PROBLEM STATEMENT:
Within the data below, copy each line where the string "toml" is found.
(SOURCE MATERIAL Opens)
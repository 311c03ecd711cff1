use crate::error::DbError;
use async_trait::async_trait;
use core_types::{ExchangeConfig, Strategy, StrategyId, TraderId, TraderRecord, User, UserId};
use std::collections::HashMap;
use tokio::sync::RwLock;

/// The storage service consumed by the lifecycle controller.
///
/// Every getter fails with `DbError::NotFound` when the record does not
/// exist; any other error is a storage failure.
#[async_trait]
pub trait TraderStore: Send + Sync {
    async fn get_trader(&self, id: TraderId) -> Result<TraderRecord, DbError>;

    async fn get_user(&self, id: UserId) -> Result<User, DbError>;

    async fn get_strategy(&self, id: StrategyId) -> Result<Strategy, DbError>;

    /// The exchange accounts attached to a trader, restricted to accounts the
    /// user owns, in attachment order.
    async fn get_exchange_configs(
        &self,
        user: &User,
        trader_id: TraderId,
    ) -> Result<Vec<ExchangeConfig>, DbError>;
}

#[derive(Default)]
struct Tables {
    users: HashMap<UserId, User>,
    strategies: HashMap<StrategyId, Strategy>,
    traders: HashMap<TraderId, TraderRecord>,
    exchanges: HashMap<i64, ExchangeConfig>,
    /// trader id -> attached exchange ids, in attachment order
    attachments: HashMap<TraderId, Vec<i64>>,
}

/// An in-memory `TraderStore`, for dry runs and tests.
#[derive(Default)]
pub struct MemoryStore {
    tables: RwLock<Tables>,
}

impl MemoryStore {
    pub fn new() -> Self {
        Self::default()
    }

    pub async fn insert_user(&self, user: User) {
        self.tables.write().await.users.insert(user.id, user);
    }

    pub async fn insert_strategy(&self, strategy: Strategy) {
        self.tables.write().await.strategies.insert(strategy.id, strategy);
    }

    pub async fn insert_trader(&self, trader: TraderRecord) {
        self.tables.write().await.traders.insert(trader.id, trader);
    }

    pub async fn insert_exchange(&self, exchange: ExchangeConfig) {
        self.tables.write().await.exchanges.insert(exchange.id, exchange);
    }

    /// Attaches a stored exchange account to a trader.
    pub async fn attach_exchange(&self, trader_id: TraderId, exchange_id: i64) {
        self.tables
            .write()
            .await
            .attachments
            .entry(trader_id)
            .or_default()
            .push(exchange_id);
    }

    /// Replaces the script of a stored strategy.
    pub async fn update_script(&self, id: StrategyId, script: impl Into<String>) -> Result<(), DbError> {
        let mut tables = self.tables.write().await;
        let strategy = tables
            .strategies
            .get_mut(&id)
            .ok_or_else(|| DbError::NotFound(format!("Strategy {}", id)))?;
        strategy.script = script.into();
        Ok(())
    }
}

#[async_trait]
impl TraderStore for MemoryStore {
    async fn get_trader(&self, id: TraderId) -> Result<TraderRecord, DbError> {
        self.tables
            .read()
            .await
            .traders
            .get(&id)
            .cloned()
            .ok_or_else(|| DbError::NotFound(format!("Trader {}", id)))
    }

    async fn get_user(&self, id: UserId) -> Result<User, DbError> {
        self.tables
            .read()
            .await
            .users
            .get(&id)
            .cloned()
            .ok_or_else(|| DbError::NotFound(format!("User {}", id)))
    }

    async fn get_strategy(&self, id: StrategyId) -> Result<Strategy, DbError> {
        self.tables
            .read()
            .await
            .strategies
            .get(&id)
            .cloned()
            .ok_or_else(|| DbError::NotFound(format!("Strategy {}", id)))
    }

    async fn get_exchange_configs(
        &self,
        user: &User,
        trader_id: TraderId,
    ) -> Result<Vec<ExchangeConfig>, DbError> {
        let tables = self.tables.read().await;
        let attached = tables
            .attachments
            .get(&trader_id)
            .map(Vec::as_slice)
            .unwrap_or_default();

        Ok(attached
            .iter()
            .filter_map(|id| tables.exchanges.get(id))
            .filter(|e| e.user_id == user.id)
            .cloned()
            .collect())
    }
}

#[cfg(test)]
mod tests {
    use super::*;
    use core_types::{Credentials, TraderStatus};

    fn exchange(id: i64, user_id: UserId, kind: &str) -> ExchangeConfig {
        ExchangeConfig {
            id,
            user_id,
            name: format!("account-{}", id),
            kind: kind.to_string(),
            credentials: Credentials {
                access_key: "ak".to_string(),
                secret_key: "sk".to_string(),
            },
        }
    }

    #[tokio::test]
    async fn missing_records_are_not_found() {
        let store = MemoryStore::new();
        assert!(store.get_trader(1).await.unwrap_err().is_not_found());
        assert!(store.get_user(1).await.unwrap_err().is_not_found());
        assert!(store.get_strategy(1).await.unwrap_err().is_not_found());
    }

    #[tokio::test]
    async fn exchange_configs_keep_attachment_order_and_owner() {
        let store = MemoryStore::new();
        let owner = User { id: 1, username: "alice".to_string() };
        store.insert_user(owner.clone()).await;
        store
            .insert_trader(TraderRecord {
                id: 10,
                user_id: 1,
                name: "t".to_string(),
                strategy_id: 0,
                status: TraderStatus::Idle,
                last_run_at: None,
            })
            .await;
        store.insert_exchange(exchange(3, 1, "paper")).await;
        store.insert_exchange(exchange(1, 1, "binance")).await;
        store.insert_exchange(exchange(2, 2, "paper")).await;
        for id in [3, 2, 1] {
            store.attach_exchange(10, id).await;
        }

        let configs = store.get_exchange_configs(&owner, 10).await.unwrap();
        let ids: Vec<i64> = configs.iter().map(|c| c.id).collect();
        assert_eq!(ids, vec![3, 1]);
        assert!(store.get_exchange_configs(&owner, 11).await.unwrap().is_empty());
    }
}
(SOURCE MATERIAL Closes)
(SOURCE MATERIAL Opens)
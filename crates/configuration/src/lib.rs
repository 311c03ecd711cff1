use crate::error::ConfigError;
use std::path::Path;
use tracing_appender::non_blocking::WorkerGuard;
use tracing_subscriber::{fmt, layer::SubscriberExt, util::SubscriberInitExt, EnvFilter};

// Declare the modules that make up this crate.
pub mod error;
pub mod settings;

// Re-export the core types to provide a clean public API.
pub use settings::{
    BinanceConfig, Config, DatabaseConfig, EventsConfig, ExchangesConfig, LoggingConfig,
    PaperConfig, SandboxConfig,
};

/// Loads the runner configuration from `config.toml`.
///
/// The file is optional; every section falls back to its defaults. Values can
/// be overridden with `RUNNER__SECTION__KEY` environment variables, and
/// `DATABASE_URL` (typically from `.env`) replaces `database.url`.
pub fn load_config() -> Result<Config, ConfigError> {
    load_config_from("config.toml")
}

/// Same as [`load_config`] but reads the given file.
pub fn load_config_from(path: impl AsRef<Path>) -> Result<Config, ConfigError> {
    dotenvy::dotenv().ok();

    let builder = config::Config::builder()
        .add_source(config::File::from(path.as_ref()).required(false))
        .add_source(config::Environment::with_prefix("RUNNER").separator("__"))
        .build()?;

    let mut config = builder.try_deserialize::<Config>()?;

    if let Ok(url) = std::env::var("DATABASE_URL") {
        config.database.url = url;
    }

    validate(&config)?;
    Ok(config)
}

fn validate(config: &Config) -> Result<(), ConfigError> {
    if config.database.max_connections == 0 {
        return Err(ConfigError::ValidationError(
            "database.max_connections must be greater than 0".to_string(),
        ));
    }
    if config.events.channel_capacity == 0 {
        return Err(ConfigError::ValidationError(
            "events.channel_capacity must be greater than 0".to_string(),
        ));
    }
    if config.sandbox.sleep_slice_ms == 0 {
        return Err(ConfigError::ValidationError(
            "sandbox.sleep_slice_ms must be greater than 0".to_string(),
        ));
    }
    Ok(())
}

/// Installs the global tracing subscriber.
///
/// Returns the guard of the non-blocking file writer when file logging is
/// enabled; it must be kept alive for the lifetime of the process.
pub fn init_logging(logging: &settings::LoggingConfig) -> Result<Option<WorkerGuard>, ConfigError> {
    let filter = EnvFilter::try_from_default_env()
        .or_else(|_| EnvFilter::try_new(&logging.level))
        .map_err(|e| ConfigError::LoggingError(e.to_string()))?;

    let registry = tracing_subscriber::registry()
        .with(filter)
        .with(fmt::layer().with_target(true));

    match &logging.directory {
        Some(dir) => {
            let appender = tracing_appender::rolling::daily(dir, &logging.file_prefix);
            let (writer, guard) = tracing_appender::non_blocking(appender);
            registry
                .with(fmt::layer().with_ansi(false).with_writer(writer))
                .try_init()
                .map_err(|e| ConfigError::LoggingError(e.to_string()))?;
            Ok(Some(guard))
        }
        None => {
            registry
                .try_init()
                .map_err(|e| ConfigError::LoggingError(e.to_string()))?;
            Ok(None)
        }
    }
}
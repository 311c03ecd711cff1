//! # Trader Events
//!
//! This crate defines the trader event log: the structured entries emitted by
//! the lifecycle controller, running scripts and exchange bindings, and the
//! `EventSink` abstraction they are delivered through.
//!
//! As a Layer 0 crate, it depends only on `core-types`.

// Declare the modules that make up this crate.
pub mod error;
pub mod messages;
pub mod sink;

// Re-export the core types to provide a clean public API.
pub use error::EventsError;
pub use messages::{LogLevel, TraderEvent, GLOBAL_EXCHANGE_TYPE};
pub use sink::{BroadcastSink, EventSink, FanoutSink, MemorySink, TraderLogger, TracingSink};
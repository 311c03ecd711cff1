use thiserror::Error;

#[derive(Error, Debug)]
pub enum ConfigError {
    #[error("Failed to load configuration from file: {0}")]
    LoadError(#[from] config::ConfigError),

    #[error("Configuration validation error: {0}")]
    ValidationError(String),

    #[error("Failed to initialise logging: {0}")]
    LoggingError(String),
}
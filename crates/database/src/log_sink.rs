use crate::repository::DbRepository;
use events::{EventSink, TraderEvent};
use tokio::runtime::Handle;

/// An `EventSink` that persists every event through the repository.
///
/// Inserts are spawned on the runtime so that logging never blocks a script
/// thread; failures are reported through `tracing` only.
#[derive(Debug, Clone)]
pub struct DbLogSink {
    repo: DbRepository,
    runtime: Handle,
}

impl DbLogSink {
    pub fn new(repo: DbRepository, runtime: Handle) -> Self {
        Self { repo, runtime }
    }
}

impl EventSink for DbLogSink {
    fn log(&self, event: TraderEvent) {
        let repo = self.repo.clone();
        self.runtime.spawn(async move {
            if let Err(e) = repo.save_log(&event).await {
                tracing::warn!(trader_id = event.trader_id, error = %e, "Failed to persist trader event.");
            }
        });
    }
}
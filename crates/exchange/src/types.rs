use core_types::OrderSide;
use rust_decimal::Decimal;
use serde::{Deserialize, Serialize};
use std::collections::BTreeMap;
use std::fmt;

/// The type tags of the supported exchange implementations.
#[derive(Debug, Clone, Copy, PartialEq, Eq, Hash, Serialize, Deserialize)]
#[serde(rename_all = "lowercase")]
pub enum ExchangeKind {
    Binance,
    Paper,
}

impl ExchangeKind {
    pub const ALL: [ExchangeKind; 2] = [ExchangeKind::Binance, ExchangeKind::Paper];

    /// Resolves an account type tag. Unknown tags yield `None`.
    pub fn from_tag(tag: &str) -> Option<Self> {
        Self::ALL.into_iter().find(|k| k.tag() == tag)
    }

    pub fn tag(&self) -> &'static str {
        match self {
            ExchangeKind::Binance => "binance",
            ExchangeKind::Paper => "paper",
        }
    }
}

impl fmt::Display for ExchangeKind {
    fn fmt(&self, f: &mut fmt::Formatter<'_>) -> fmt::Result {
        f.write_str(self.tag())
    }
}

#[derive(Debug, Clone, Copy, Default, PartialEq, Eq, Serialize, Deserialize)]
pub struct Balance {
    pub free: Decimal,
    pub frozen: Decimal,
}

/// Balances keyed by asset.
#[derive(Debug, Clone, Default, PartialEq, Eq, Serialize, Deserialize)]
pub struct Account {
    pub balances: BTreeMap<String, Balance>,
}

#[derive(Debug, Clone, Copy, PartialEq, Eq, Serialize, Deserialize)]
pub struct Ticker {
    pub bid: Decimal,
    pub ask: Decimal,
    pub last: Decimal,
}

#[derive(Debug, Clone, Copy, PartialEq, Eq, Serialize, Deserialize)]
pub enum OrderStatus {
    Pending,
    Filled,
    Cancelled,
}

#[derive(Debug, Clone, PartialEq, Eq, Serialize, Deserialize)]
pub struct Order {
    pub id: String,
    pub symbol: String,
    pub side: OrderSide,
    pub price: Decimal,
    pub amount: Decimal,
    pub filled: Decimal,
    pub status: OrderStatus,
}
(SOURCE MATERIAL Closes)
(SOURCE MATERIAL Opens)
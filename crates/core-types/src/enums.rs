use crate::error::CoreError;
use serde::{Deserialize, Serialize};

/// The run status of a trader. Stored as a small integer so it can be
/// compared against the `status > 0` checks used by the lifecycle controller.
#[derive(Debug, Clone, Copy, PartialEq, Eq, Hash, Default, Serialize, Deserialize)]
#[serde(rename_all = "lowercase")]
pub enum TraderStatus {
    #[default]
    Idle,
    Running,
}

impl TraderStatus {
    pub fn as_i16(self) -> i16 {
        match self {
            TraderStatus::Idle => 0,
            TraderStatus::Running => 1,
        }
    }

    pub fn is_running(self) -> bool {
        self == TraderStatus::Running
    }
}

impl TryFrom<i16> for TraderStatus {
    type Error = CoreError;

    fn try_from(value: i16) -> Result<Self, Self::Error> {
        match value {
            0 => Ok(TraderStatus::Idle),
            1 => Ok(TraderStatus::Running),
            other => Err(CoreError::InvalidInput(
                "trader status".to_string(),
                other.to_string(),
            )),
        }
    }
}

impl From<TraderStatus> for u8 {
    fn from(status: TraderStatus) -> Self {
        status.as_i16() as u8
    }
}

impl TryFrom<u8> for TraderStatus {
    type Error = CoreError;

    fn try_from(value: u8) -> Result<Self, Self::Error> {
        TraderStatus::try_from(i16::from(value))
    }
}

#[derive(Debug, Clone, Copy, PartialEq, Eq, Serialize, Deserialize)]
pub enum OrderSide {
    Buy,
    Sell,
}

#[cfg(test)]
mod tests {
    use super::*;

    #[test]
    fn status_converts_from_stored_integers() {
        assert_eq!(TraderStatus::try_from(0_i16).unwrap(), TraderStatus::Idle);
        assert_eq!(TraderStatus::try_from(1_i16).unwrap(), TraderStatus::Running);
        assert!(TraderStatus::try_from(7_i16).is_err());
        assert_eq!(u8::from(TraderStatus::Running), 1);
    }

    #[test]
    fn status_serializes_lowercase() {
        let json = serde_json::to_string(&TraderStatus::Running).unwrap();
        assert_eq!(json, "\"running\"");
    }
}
(SOURCE MATERIAL Closes)
RESPONSE FOR THIS EXERCISE:
/// Loads the runner configuration from `config.toml`.
    load_config_from("config.toml")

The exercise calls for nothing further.